I further dissent from the holding of the majority that the Act of Congress of August 4, 1947, 61 Stat. 731, bars plaintiff’s action here. There is nothing in that act which in any way changes the tax-exempt character of the land in question for the years 1939, 1940 and 1942, even if such a thing could constitutionally be done, which I doubt. The pertinent part of this act is section 6(b) thereof, which provides:
“All tax-exempt lands owned by an Indian of the Five Civilized Tribes on the date of this Act shall continue to be tax-exempt in the hands of such Indian during the restricted period: Provided, That any right to tax exemption which accrued prior to the date of this Act under the provisions of the Acts of May 10, 1928 (45 Stat. 495), and January 27, 1933 (47 Stat. 777), shall terminate unless a certificate of tax exemption has been filed of record in the county where the land is located within two years from the date of this Act.”
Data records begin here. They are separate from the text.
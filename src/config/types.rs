use crate::crawler::{DispatchOptions, ForbiddenPolicy, ProbeMode};
use crate::url::MatchPolicy;
use serde::Deserialize;
use std::time::Duration;

/// Main configuration structure for Sumi-Sieve
///
/// Every section has defaults, so an empty file (or no file at all) is a
/// valid configuration.
#[derive(Debug, Clone, Default, Deserialize)]
pub struct Config {
    #[serde(default)]
    pub probe: ProbeConfig,
    #[serde(default)]
    pub fetch: FetchConfig,
    #[serde(default)]
    pub classify: ClassifyConfig,
    #[serde(default)]
    pub forbidden: ForbiddenConfig,
    #[serde(default, rename = "user-agent")]
    pub user_agent: UserAgentConfig,
    #[serde(default)]
    pub output: OutputConfig,
}

/// Liveness probe configuration
#[derive(Debug, Clone, Deserialize)]
pub struct ProbeConfig {
    /// Per-probe request timeout (milliseconds)
    #[serde(rename = "timeout-ms", default = "default_probe_timeout_ms")]
    pub timeout_ms: u64,

    /// Transport failure policy
    #[serde(default)]
    pub mode: ProbeMode,

    /// Optional deadline for the whole probe batch (milliseconds)
    #[serde(rename = "batch-deadline-ms", default)]
    pub batch_deadline_ms: Option<u64>,
}

impl ProbeConfig {
    /// Returns the per-probe timeout
    pub fn timeout(&self) -> Duration {
        Duration::from_millis(self.timeout_ms)
    }

    /// Returns the dispatch options for a probe batch
    pub fn dispatch_options(&self) -> DispatchOptions {
        DispatchOptions {
            mode: self.mode,
            batch_deadline: self.batch_deadline_ms.map(Duration::from_millis),
        }
    }
}

impl Default for ProbeConfig {
    fn default() -> Self {
        Self {
            timeout_ms: default_probe_timeout_ms(),
            mode: ProbeMode::default(),
            batch_deadline_ms: None,
        }
    }
}

/// Seed page fetch configuration
#[derive(Debug, Clone, Deserialize)]
pub struct FetchConfig {
    /// Request timeout for the seed page (milliseconds)
    #[serde(rename = "timeout-ms", default = "default_fetch_timeout_ms")]
    pub timeout_ms: u64,
}

impl FetchConfig {
    /// Returns the seed fetch timeout
    pub fn timeout(&self) -> Duration {
        Duration::from_millis(self.timeout_ms)
    }
}

impl Default for FetchConfig {
    fn default() -> Self {
        Self {
            timeout_ms: default_fetch_timeout_ms(),
        }
    }
}

/// Link classification configuration
#[derive(Debug, Clone, Default, Deserialize)]
pub struct ClassifyConfig {
    /// How the domain token is matched against links
    #[serde(rename = "match-policy", default)]
    pub match_policy: MatchPolicy,
}

/// Forbidden-link configuration
#[derive(Debug, Clone, Default, Deserialize)]
pub struct ForbiddenConfig {
    /// Which probe outcomes count as forbidden
    #[serde(default)]
    pub policy: ForbiddenPolicy,
}

/// User agent identification configuration
#[derive(Debug, Clone, Deserialize)]
pub struct UserAgentConfig {
    /// Name of the crawler
    #[serde(rename = "crawler-name")]
    pub crawler_name: String,

    /// Version of the crawler
    #[serde(rename = "crawler-version")]
    pub crawler_version: String,

    /// URL with information about the crawler
    #[serde(rename = "contact-url")]
    pub contact_url: String,
}

impl Default for UserAgentConfig {
    fn default() -> Self {
        Self {
            crawler_name: "SumiSieve".to_string(),
            crawler_version: env!("CARGO_PKG_VERSION").to_string(),
            contact_url: "https://example.com/crawler".to_string(),
        }
    }
}

/// Output configuration
#[derive(Debug, Clone, Default, Deserialize)]
pub struct OutputConfig {
    /// Path to write the markdown report to (stdout when unset)
    #[serde(rename = "report-path", default)]
    pub report_path: Option<String>,
}

fn default_probe_timeout_ms() -> u64 {
    2_000
}

fn default_fetch_timeout_ms() -> u64 {
    10_000
}
//! Integration tests for Sumi-Sieve
//!
//! These tests use wiremock to create mock HTTP servers and exercise the
//! probe and full sieve paths over real HTTP.

mod crawl_tests;
mod probe_tests;

use sumi_sieve::config::{Config, UserAgentConfig};
use sumi_sieve::crawler::ProbeMode;

/// Address nothing listens on, so connecting is refused immediately
pub const CLOSED_PORT_URL: &str = "http://127.0.0.1:1/down";

/// Creates a test configuration with short timeouts
pub fn create_test_config(mode: ProbeMode) -> Config {
    let mut config = Config::default();
    config.probe.timeout_ms = 1_000;
    config.probe.mode = mode;
    config.fetch.timeout_ms = 2_000;
    config.user_agent = UserAgentConfig {
        crawler_name: "TestBot".to_string(),
        crawler_version: "1.0.0".to_string(),
        contact_url: "https://example.com/contact".to_string(),
    };
    config
}
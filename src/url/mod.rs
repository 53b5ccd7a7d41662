//! URL handling module for Sumi-Sieve
//!
//! This module provides domain token extraction, token matching, seed
//! validation, and internal/external link classification.

mod domain;
mod matcher;
mod seed;

use std::collections::HashMap;

// Re-export main functions
pub use domain::{extract_domain_token, DomainToken};
pub use matcher::{token_matches, MatchPolicy};
pub use seed::validate_seed_url;

/// Link classification relative to the seed's domain token
#[derive(Debug, Clone, Copy, PartialEq, Eq, Hash)]
pub enum LinkClass {
    /// Link belongs to the seed's domain
    Internal,
    /// Link points somewhere else
    External,
}

/// Discovered links split by classification
#[derive(Debug, Clone, Default, PartialEq, Eq)]
pub struct ClassifiedLinks {
    /// Links whose text matches the domain token (sorted)
    pub internal: Vec<String>,
    /// All remaining links (sorted)
    pub external: Vec<String>,
}

impl ClassifiedLinks {
    /// Returns the total number of classified links
    pub fn len(&self) -> usize {
        self.internal.len() + self.external.len()
    }

    /// Returns true if no links were classified
    pub fn is_empty(&self) -> bool {
        self.internal.is_empty() && self.external.is_empty()
    }
}

/// Classifies a single link against a domain token
///
/// A degenerate token classifies every link as external.
pub fn classify_link(token: &DomainToken, link: &str, policy: MatchPolicy) -> LinkClass {
    if token_matches(token.as_str(), link, policy) {
        LinkClass::Internal
    } else {
        LinkClass::External
    }
}

/// Partitions discovered links into internal and external sets
///
/// Every key of `links` lands in exactly one of the two output vectors. The
/// vectors are sorted so repeated runs over the same input render
/// identically; callers should still treat them as sets.
///
/// # Arguments
///
/// * `token` - The domain token extracted from the seed URL
/// * `links` - Discovered links mapped to their occurrence counts
/// * `policy` - How the token is matched against each link
///
/// # Examples
///
/// ```
/// use std::collections::HashMap;
/// use sumi_sieve::url::{classify_links, extract_domain_token, MatchPolicy};
///
/// let token = extract_domain_token("https://www.example.com");
/// let links = HashMap::from([
///     ("https://www.example.com/about".to_string(), 1),
///     ("https://www.otherapp.com".to_string(), 1),
/// ]);
///
/// let classified = classify_links(&token, &links, MatchPolicy::Substring);
/// assert_eq!(classified.internal, vec!["https://www.example.com/about"]);
/// assert_eq!(classified.external, vec!["https://www.otherapp.com"]);
/// ```
pub fn classify_links(
    token: &DomainToken,
    links: &HashMap<String, u32>,
    policy: MatchPolicy,
) -> ClassifiedLinks {
    let mut classified = ClassifiedLinks::default();

    for link in links.keys() {
        match classify_link(token, link, policy) {
            LinkClass::Internal => classified.internal.push(link.clone()),
            LinkClass::External => classified.external.push(link.clone()),
        }
    }

    classified.internal.sort();
    classified.external.sort();
    classified
}

#[cfg(test)]
mod tests {
    use super::*;
    use std::collections::HashSet;

    fn links(urls: &[&str]) -> HashMap<String, u32> {
        urls.iter().map(|u| (u.to_string(), 1)).collect()
    }

    fn as_set(urls: &[String]) -> HashSet<&str> {
        urls.iter().map(String::as_str).collect()
    }

    #[test]
    fn test_internal_and_external() {
        let token = extract_domain_token("https://www.example.com");
        let discovered = links(&[
            "https://www.example.com/about",
            "https://www.otherapp.com",
        ]);

        let classified = classify_links(&token, &discovered, MatchPolicy::Substring);

        assert_eq!(token.as_str(), "example");
        assert_eq!(classified.internal, vec!["https://www.example.com/about"]);
        assert_eq!(classified.external, vec!["https://www.otherapp.com"]);
    }

    #[test]
    fn test_substring_misclassifies_path_segment() {
        let token = extract_domain_token("https://www.example.com");
        let discovered = links(&[
            "https://www.example.com/about",
            "https://www.otherapp.com",
            "https://www.otherapp.com/example",
        ]);

        let classified = classify_links(&token, &discovered, MatchPolicy::Substring);

        assert_eq!(
            as_set(&classified.internal),
            HashSet::from([
                "https://www.example.com/about",
                "https://www.otherapp.com/example"
            ])
        );
        assert_eq!(
            as_set(&classified.external),
            HashSet::from(["https://www.otherapp.com"])
        );
    }

    #[test]
    fn test_host_label_fixes_path_segment() {
        let token = extract_domain_token("https://www.example.com");
        let discovered = links(&[
            "https://www.example.com/about",
            "https://www.otherapp.com/example",
        ]);

        let classified = classify_links(&token, &discovered, MatchPolicy::HostLabel);

        assert_eq!(classified.internal, vec!["https://www.example.com/about"]);
        assert_eq!(
            classified.external,
            vec!["https://www.otherapp.com/example"]
        );
    }

    #[test]
    fn test_degenerate_token_all_external() {
        let token = extract_domain_token("notaurl");
        let discovered = links(&["https://www.example.com/about", "https://notaurl.com/"]);

        for policy in [MatchPolicy::Substring, MatchPolicy::HostLabel] {
            let classified = classify_links(&token, &discovered, policy);
            assert!(classified.internal.is_empty());
            assert_eq!(classified.external.len(), 2);
        }
    }

    #[test]
    fn test_partition_is_complete_and_disjoint() {
        let token = extract_domain_token("https://docs.rust-lang.org");
        let discovered = links(&[
            "https://docs.rust-lang.org/std",
            "https://crates.io/",
            "https://github.com/rust-lang/rust",
            "https://www.rust-lang.org/learn",
            "https://example.com/",
        ]);

        let classified = classify_links(&token, &discovered, MatchPolicy::Substring);

        assert_eq!(classified.len(), discovered.len());
        let internal = as_set(&classified.internal);
        let external = as_set(&classified.external);
        assert!(internal.is_disjoint(&external));
        for key in discovered.keys() {
            assert!(internal.contains(key.as_str()) || external.contains(key.as_str()));
        }
    }

    #[test]
    fn test_output_is_sorted() {
        let token = extract_domain_token("https://www.example.com");
        let discovered = links(&[
            "https://www.example.com/z",
            "https://www.example.com/a",
            "https://www.example.com/m",
        ]);

        let classified = classify_links(&token, &discovered, MatchPolicy::Substring);

        assert_eq!(
            classified.internal,
            vec![
                "https://www.example.com/a",
                "https://www.example.com/m",
                "https://www.example.com/z"
            ]
        );
    }

    #[test]
    fn test_empty_links() {
        let token = extract_domain_token("https://www.example.com");
        let classified = classify_links(&token, &HashMap::new(), MatchPolicy::Substring);
        assert!(classified.is_empty());
    }

    #[test]
    fn test_classify_single_link() {
        let token = extract_domain_token("https://www.example.com");
        assert_eq!(
            classify_link(&token, "https://shop.example.com/", MatchPolicy::Substring),
            LinkClass::Internal
        );
        assert_eq!(
            classify_link(&token, "https://other.org/", MatchPolicy::Substring),
            LinkClass::External
        );
    }
}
Thus it may be seen this act specifically continued the tax-exempt character of plaintiff’s allotment, but- made the continuance of such tax exemption past August 4, 1949, contingent upon the filing of a tax exemption certificate by that time. The act specifically says that such tax exemption shall terminate. It does not say that the tax exemption of the land prior to that time shall be lost or changed in any way. Neither does it say anything which could be construed as a sort of statute of limitations on the right of plaintiff to contend that the land in question was tax exempt for years prior to the passage of the act. The only effect that this act had on plaintiff’s allotment was to terminate the tax exemption thereof on August 4, 1949, because of plaintiff’s failure to file a tax exemption certificate by that time. It has no bearing on the question of the taxability of the land in question for the years 1939, 1940 and 1942 at all.
I am of the opinion that the trial court’s judgment was correct because plaintiff’s petition shows on its face that defendant had been in the adverse possession of the property for more than five years, even though only claiming under a void ta.x deed, and plaintiff’s cause of action is therefore barred by the statute of limitations. This is true because section 2 of the Act of Congress of April 12, 1926, 44 Stat. 239, specifically provides that the statutes of limitations of the State of Oklahoma are applicable to restricted Indians of the Five Civilized Tribes. To that extent I therefore concur in the majority opinion, but otherwise, I respectfully dissent.